◆ YOUR ASSIGNMENT
What appears from the first line of the records below through the line containing "that survive parsing" must be reproduced verbatim.

◆ SOURCE DATA

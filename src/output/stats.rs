//! Statistics about the persisted seen-link history
//!
//! This module backs the `--stats` mode: it inspects the state file without
//! fetching anything.

use crate::store::{SeenSet, StateFile, DELIMITER};
use crate::RelayError;
use std::path::PathBuf;

/// Snapshot of the state file
#[derive(Debug, Clone)]
pub struct StoreStatistics {
    /// Path of the state file
    pub path: PathBuf,

    /// Whether the file exists
    pub exists: bool,

    /// Size of the file in bytes
    pub bytes: u64,

    /// Raw token count (delimiters in the file)
    pub raw_tokens: usize,

    /// Fingerprints that survive parsing
    pub entries: usize,

    /// Configured capacity
    pub max_entries: usize,
}

impl StoreStatistics {
    /// Capacity used, as a percentage
    pub fn usage_percent(&self) -> f64 {
        if self.max_entries == 0 {
            return 0.0;
        }
        (self.entries as f64 / self.max_entries as f64) * 100.0
    }

    /// Whether the next run will discard the history
    pub fn will_reset(&self) -> bool {
        self.entries > self.max_entries
    }
}

/// Loads statistics for a state file
///
/// # Arguments
///
/// * `file` - The state file to inspect
/// * `max_entries` - The configured capacity
///
/// # Returns
///
/// * `Ok(StoreStatistics)` - Successfully inspected the file
/// * `Err(RelayError)` - The file exists but could not be read
pub async fn load_statistics(
    file: &StateFile,
    max_entries: usize,
) -> Result<StoreStatistics, RelayError> {
    let raw = file.read_raw().await?;
    let (exists, bytes, raw_tokens, entries) = match raw {
        Some(raw) => (
            true,
            raw.len() as u64,
            raw.matches(DELIMITER).count(),
            SeenSet::load(&raw).len(),
        ),
        None => (false, 0, 0, 0),
    };

    Ok(StoreStatistics {
        path: file.path().to_path_buf(),
        exists,
        bytes,
        raw_tokens,
        entries,
        max_entries,
    })
}

/// Prints statistics to stdout in a formatted manner
pub fn print_statistics(stats: &StoreStatistics) {
    println!("=== Seen-Link History ===\n");

    println!("State file: {}", stats.path.display());
    if !stats.exists {
        println!("  (not created yet)");
        return;
    }

    println!("  Size: {} bytes", stats.bytes);
    println!("  Raw tokens: {}", stats.raw_tokens);
    println!("  Fingerprints: {}", stats.entries);
    println!(
        "  Capacity: {} / {} ({:.1}%)",
        stats.entries,
        stats.max_entries,
        stats.usage_percent()
    );

    if stats.raw_tokens > 0 && stats.entries == 0 {
        println!("\nHistory holds no usable fingerprints and will be treated as empty.");
    } else if stats.will_reset() {
        println!("\nHistory exceeds capacity and will be reset on the next run.");
    }
}
//! Seen-link store
//!
//! This module holds everything the relay remembers between runs:
//! - `Fingerprint`: the hash identifying a post URL
//! - `SeenSet`: the bounded set of fingerprints already forwarded
//! - `StateFile`: atomic persistence of that set as a comma-terminated text file

mod fingerprint;
mod seen_set;
mod state_file;

pub use fingerprint::Fingerprint;
pub use seen_set::{SeenSet, DELIMITER};
pub use state_file::StateFile;

/// Default fingerprint count above which the history is discarded
pub const DEFAULT_MAX_ENTRIES: usize = 260_000;
//! Forum-Relay main entry point
//!
//! This is the command-line interface for the Forum-Relay poller. Each
//! invocation performs a single run; schedule it externally (cron, systemd
//! timer, CI schedule) and never let two runs overlap on one state file.

use anyhow::Context;
use clap::Parser;
use forum_relay::config::{load_config_with_hash, Config};
use forum_relay::output::{load_statistics, print_statistics};
use forum_relay::relay::run_relay;
use forum_relay::store::StateFile;
use std::path::PathBuf;
use tracing_subscriber::EnvFilter;

/// Forum-Relay: forwards new forum posts to a Telegram channel
///
/// Forum-Relay fetches a forum listing page, picks out post links it has not
/// seen before, and sends each one to a Telegram channel. The delivery token
/// is read from the environment variable named in the config
/// (TELEGRAM_BOT_TOKEN by default); a `.env` file is honoured.
#[derive(Parser, Debug)]
#[command(name = "forum-relay")]
#[command(version = "1.0.0")]
#[command(about = "Forwards new forum posts to a Telegram channel", long_about = None)]
struct Cli {
    /// Path to TOML configuration file (built-in defaults when omitted)
    #[arg(value_name = "CONFIG")]
    config: Option<PathBuf>,

    /// Increase logging verbosity (-v, -vv, -vvv)
    #[arg(short, long, action = clap::ArgAction::Count)]
    verbose: u8,

    /// Suppress non-error output
    #[arg(short, long, conflicts_with = "verbose")]
    quiet: bool,

    /// Fetch and deduplicate, but log messages instead of sending and keep the history unchanged
    #[arg(long, conflicts_with = "stats")]
    dry_run: bool,

    /// Show statistics about the seen-link history and exit
    #[arg(long)]
    stats: bool,
}

#[tokio::main(flavor = "current_thread")]
async fn main() -> anyhow::Result<()> {
    let cli = Cli::parse();

    setup_logging(cli.verbose, cli.quiet);

    // A missing .env is the normal case in production
    dotenvy::dotenv().ok();

    let config = match &cli.config {
        Some(path) => {
            tracing::info!("Loading configuration from: {}", path.display());
            let (config, hash) = load_config_with_hash(path)
                .with_context(|| format!("Failed to load configuration from {}", path.display()))?;
            tracing::info!("Configuration loaded successfully (hash: {})", hash);
            config
        }
        None => {
            tracing::info!("No configuration file given, using built-in defaults");
            Config::default()
        }
    };

    if cli.stats {
        handle_stats(&config).await
    } else {
        handle_run(config, cli.dry_run).await
    }
}

/// Sets up the logging/tracing subscriber based on verbosity level
fn setup_logging(verbose: u8, quiet: bool) {
    let filter = if quiet {
        EnvFilter::new("error")
    } else {
        match verbose {
            0 => EnvFilter::new("forum_relay=info,warn"),
            1 => EnvFilter::new("forum_relay=debug,info"),
            2 => EnvFilter::new("forum_relay=trace,debug"),
            _ => EnvFilter::new("trace"),
        }
    };

    tracing_subscriber::fmt()
        .with_env_filter(filter)
        .with_target(false)
        .with_thread_ids(false)
        .with_file(false)
        .init();
}

/// Handles the --stats mode: inspects the state file
async fn handle_stats(config: &Config) -> anyhow::Result<()> {
    let file = StateFile::new(&config.store.path);
    let stats = load_statistics(&file, config.store.max_entries)
        .await
        .with_context(|| format!("Failed to read {}", file.path().display()))?;

    print_statistics(&stats);
    Ok(())
}

/// Handles a normal (or dry) run
async fn handle_run(config: Config, dry_run: bool) -> anyhow::Result<()> {
    if dry_run {
        tracing::info!("Dry run: nothing will be sent or persisted");
    }

    tracing::info!(
        "Polling {} for '{}' links, forwarding to {}",
        config.source.listing_url,
        config.source.link_selector,
        config.telegram.chat_id
    );

    match run_relay(config, dry_run).await {
        Ok(report) => {
            if report.outcome.is_skipped() {
                tracing::info!("Nothing to do this time");
            }
            if let Some(ms) = report.duration_ms() {
                tracing::debug!("Run took {} ms", ms);
            }
            Ok(())
        }
        Err(e) => {
            tracing::error!("Run failed: {}", e);
            Err(e.into())
        }
    }
}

◆ WRITTEN ANSWER
filename src/output/stats.rs
//! Statistics about the persisted seen-link history
//!
//! This module backs the `--stats` mode: it inspects the state file without
//! fetching anything.

use crate::store::{SeenSet, StateFile, DELIMITER};
use crate::RelayError;
use std::path::PathBuf;

/// Snapshot of the state file
#[derive(Debug, Clone)]
pub struct StoreStatistics {
    /// Path of the state file
    pub path: PathBuf,

    /// Whether the file exists
    pub exists: bool,

    /// Size of the file in bytes
    pub bytes: u64,

    /// Raw token count (delimiters in the file)
    pub raw_tokens: usize,

    /// Fingerprints that survive parsing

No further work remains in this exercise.